[Exercise goal] Would you print the material exactly, starting at its first line and ending at the line holding "use crate::library::SharedStore;"?

[Supplied data]

********

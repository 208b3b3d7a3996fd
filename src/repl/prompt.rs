//! Shell prompt showing catalogue size.
//!
//! ```text
//! marquee [10 movies, 3 shows] >
//! ```

#[cfg(feature = "repl")]
use std::borrow::Cow;

#[cfg(feature = "repl")]
use nu_ansi_term::{Color, Style};
#[cfg(feature = "repl")]
use reedline::{Prompt, PromptEditMode, PromptHistorySearch};

use crate::library::SharedStore;

/// Prompt that reads the shared store each time it is drawn.
#[derive(Debug, Clone)]
pub struct ShellPrompt {
    store: SharedStore,
    #[cfg_attr(not(feature = "repl"), allow(dead_code))]
    color: bool,
}

impl ShellPrompt {
    /// Create a prompt over `store`.
    #[must_use]
    pub fn new(store: SharedStore, color: bool) -> Self {
        Self { store, color }
    }

    /// Plain prompt text.
    #[must_use]
    pub fn render(movies: usize, shows: usize) -> String {
        format!("marquee [{}, {}] > ", plural(movies, "movie"), plural(shows, "show"))
    }

    /// Prompt text with terminal colours.
    #[cfg(feature = "repl")]
    #[must_use]
    pub fn render_colored(movies: usize, shows: usize) -> String {
        format!(
            "{} [{}, {}] > ",
            Style::new().bold().paint("marquee"),
            Color::Cyan.paint(plural(movies, "movie")),
            Color::Magenta.paint(plural(shows, "show")),
        )
    }

    /// Prompt text for the store's current state.
    #[must_use]
    pub fn current(&self) -> String {
        let (movies, shows) = {
            let store = self.store.read();
            (store.catalog.movies.len(), store.catalog.shows.len())
        };
        #[cfg(feature = "repl")]
        if self.color {
            return Self::render_colored(movies, shows);
        }
        Self::render(movies, shows)
    }
}

fn plural(count: usize, noun: &str) -> String {
    if count == 1 {
        format!("1 {noun}")
    } else {
        format!("{count} {noun}s")
    }
}

#[cfg(feature = "repl")]
impl Prompt for ShellPrompt {
    fn render_prompt_left(&self) -> Cow<'_, str> {
        Cow::Owned(self.current())
    }

    fn render_prompt_right(&self) -> Cow<'_, str> {
        Cow::Borrowed("")
    }

    fn render_prompt_indicator(&self, _prompt_mode: PromptEditMode) -> Cow<'_, str> {
        Cow::Borrowed("")
    }

    fn render_prompt_multiline_indicator(&self) -> Cow<'_, str> {
        Cow::Borrowed("... ")
    }

    fn render_prompt_history_search_indicator(
        &self,
        _history_search: PromptHistorySearch,
    ) -> Cow<'_, str> {
        Cow::Borrowed("(search) ")
    }
}

#[cfg(test)]
mod tests {
    use super::*;
    use crate::library::MediaStore;

    #[test]
    fn test_render_plain() {
        assert_eq!(ShellPrompt::render(10, 3), "marquee [10 movies, 3 shows] > ");
    }

    #[test]
    fn test_render_singular() {
        assert_eq!(ShellPrompt::render(1, 0), "marquee [1 movie, 0 shows] > ");
    }

    #[test]
    fn test_prompt_follows_store() {
        let store = SharedStore::new(MediaStore::builtin());
        let prompt = ShellPrompt::new(store.clone(), false);
        assert_eq!(prompt.current(), "marquee [10 movies, 3 shows] > ");

        store.write().catalog.shows.clear();
        assert_eq!(prompt.current(), "marquee [10 movies, 0 shows] > ");
    }

    #[cfg(feature = "repl")]
    #[test]
    fn test_render_colored_keeps_text() {
        let colored = ShellPrompt::render_colored(10, 3);
        assert!(colored.contains("marquee"));
        assert!(colored.contains("10 movies"));
        assert!(colored.contains('\u{1b}'));
    }
}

********

[Result of this task]
repository 208b3b3d7a3996fd
filename src/repl/prompt.rs
//! Shell prompt showing catalogue size.
//!
//! ```text
//! marquee [10 movies, 3 shows] >
//! ```

#[cfg(feature = "repl")]
use std::borrow::Cow;

#[cfg(feature = "repl")]
use nu_ansi_term::{Color, Style};
#[cfg(feature = "repl")]
use reedline::{Prompt, PromptEditMode, PromptHistorySearch};

use crate::library::SharedStore;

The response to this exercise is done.